• Task instructions
Work out the count of lines in the material where the string "const" shows up, and reply with it alone.

• Dataset content
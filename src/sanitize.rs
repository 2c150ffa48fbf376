//! Secret redaction shared by the error normalizer and the base
//! transport's debug logging.

use std::collections::HashMap;

/// Headers whose values are never logged or stored in the clear.
pub const SENSITIVE_HEADERS: &[&str] = &[
    "authorization",
    "x-api-key",
    "api-key",
    "x-auth-token",
    "auth-token",
    "anthropic-version",
];

pub fn is_sensitive_header(name: &str) -> bool {
    let lower = name.to_ascii_lowercase();
    SENSITIVE_HEADERS.contains(&lower.as_str()) || lower.ends_with("-version")
}

/// Redact every sensitive header's value, preserving order and case of keys.
pub fn sanitize_headers<'a>(
    headers: impl Iterator<Item = (&'a str, &'a str)>,
) -> HashMap<String, String> {
    headers
        .map(|(k, v)| {
            if is_sensitive_header(k) {
                (k.to_string(), "[REDACTED]".to_string())
            } else {
                (k.to_string(), v.to_string())
            }
        })
        .collect()
}

/// Redact bearer tokens, `sk-...`-style API keys, and `api-key=`/`x-api-key:`/
/// `authorization:` value pairs that appear inline in a free-text message.
pub fn sanitize_message(message: &str) -> String {
    let mut out = String::with_capacity(message.len());
    let mut rest = message;

    loop {
        let Some((prefix, matched, consumed)) = find_next_secret(rest) else {
            out.push_str(rest);
            break;
        };
        out.push_str(prefix);
        out.push_str(matched);
        rest = &rest[consumed..];
    }

    out
}

/// Find the next secret-shaped span in `text`. Returns
/// `(text_before, redacted_replacement, bytes_consumed_from_text_start)`.
fn find_next_secret(text: &str) -> Option<(&str, &'static str, usize)> {
    let patterns: &[(&str, bool)] = &[
        ("bearer ", true),
        ("sk-", false),
        ("api-key=", true),
        ("x-api-key:", true),
        ("x-api-key=", true),
        ("authorization:", true),
        ("authorization=", true),
    ];

    let lower = text.to_ascii_lowercase();
    let mut best: Option<(usize, usize, bool)> = None;

    for (pat, has_value_separator) in patterns {
        if let Some(idx) = lower.find(pat) {
            if best.is_none_or(|(best_idx, _, _)| idx < best_idx) {
                best = Some((idx, pat.len(), *has_value_separator));
            }
        }
    }

    let (idx, pat_len, has_value_separator) = best?;
    let prefix = &text[..idx];
    let after_pat = idx + pat_len;
    let value_start = after_pat + skip_spaces(&text[after_pat..]);

    let mut value_end = token_end(&text[value_start..]);
    // `authorization: Basic dXNlcjpwYXNz` etc: a key-style pattern followed
    // by a scheme word is followed by the actual credential, which must be
    // redacted too rather than left dangling after only the scheme is hidden.
    if has_value_separator && is_auth_scheme(&text[value_start..value_start + value_end]) {
        let after_scheme = value_start + value_end;
        let gap = skip_spaces(&text[after_scheme..]);
        if gap > 0 {
            let credential_start = after_scheme + gap;
            let credential_end = token_end(&text[credential_start..]);
            if credential_end > 0 {
                value_end = (credential_start + credential_end) - value_start;
            }
        }
    }

    let consumed = value_start + value_end;
    Some((prefix, "[REDACTED]", consumed))
}

fn skip_spaces(text: &str) -> usize {
    text.char_indices()
        .find(|(_, c)| *c != ' ')
        .map(|(i, _)| i)
        .unwrap_or(text.len())
}

const AUTH_SCHEMES: &[&str] = &["bearer", "basic", "digest", "token", "hmac"];

fn is_auth_scheme(word: &str) -> bool {
    AUTH_SCHEMES.contains(&word.to_ascii_lowercase().as_str())
}

fn token_end(text: &str) -> usize {
    text.char_indices()
        .find(|(_, c)| c.is_whitespace() || matches!(c, ',' | ';' | '"' | '\''))
        .map(|(i, _)| i)
        .unwrap_or(text.len())
}

#[cfg(test)]
mod tests {
    use super::*;

    #[test]
    fn redacts_bearer_token() {
        let msg = "failed with Authorization: Bearer sk-ant-abc123xyz in header";
        let out = sanitize_message(msg);
        assert!(!out.contains("sk-ant-abc123xyz"));
    }

    #[test]
    fn redacts_raw_sk_key() {
        let msg = "invalid key sk-ant-REDACTED used";
        let out = sanitize_message(msg);
        assert!(!out.contains("verysecretvalue"));
    }

    #[test]
    fn redacts_api_key_query_param() {
        let msg = "request to https://api.example.com?api-key=topsecret failed";
        let out = sanitize_message(msg);
        assert!(!out.contains("topsecret"));
    }

    #[test]
    fn redacts_x_api_key_header_text() {
        let msg = "x-api-key: abcdef1234 rejected";
        let out = sanitize_message(msg);
        assert!(!out.contains("abcdef1234"));
    }

    #[test]
    fn redacts_basic_auth_credential_after_scheme_word() {
        let msg = "leaked Authorization: Basic dXNlcjpwYXNz in log";
        let out = sanitize_message(msg);
        assert!(!out.contains("dXNlcjpwYXNz"));
        assert!(out.contains("in log"));
    }

    #[test]
    fn leaves_unrelated_text_untouched() {
        let msg = "connection refused on port 443";
        assert_eq!(sanitize_message(msg), msg);
    }

    #[test]
    fn sanitize_headers_redacts_sensitive_set_case_insensitively() {
        let headers = vec![
            ("Authorization", "Bearer abc"),
            ("Content-Type", "application/json"),
            ("X-Api-Key", "secret"),
        ];
        let sanitized = sanitize_headers(headers.into_iter());
        assert_eq!(sanitized.get("Authorization").unwrap(), "[REDACTED]");
        assert_eq!(sanitized.get("X-Api-Key").unwrap(), "[REDACTED]");
        assert_eq!(sanitized.get("Content-Type").unwrap(), "application/json");
    }
}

• Answer area
2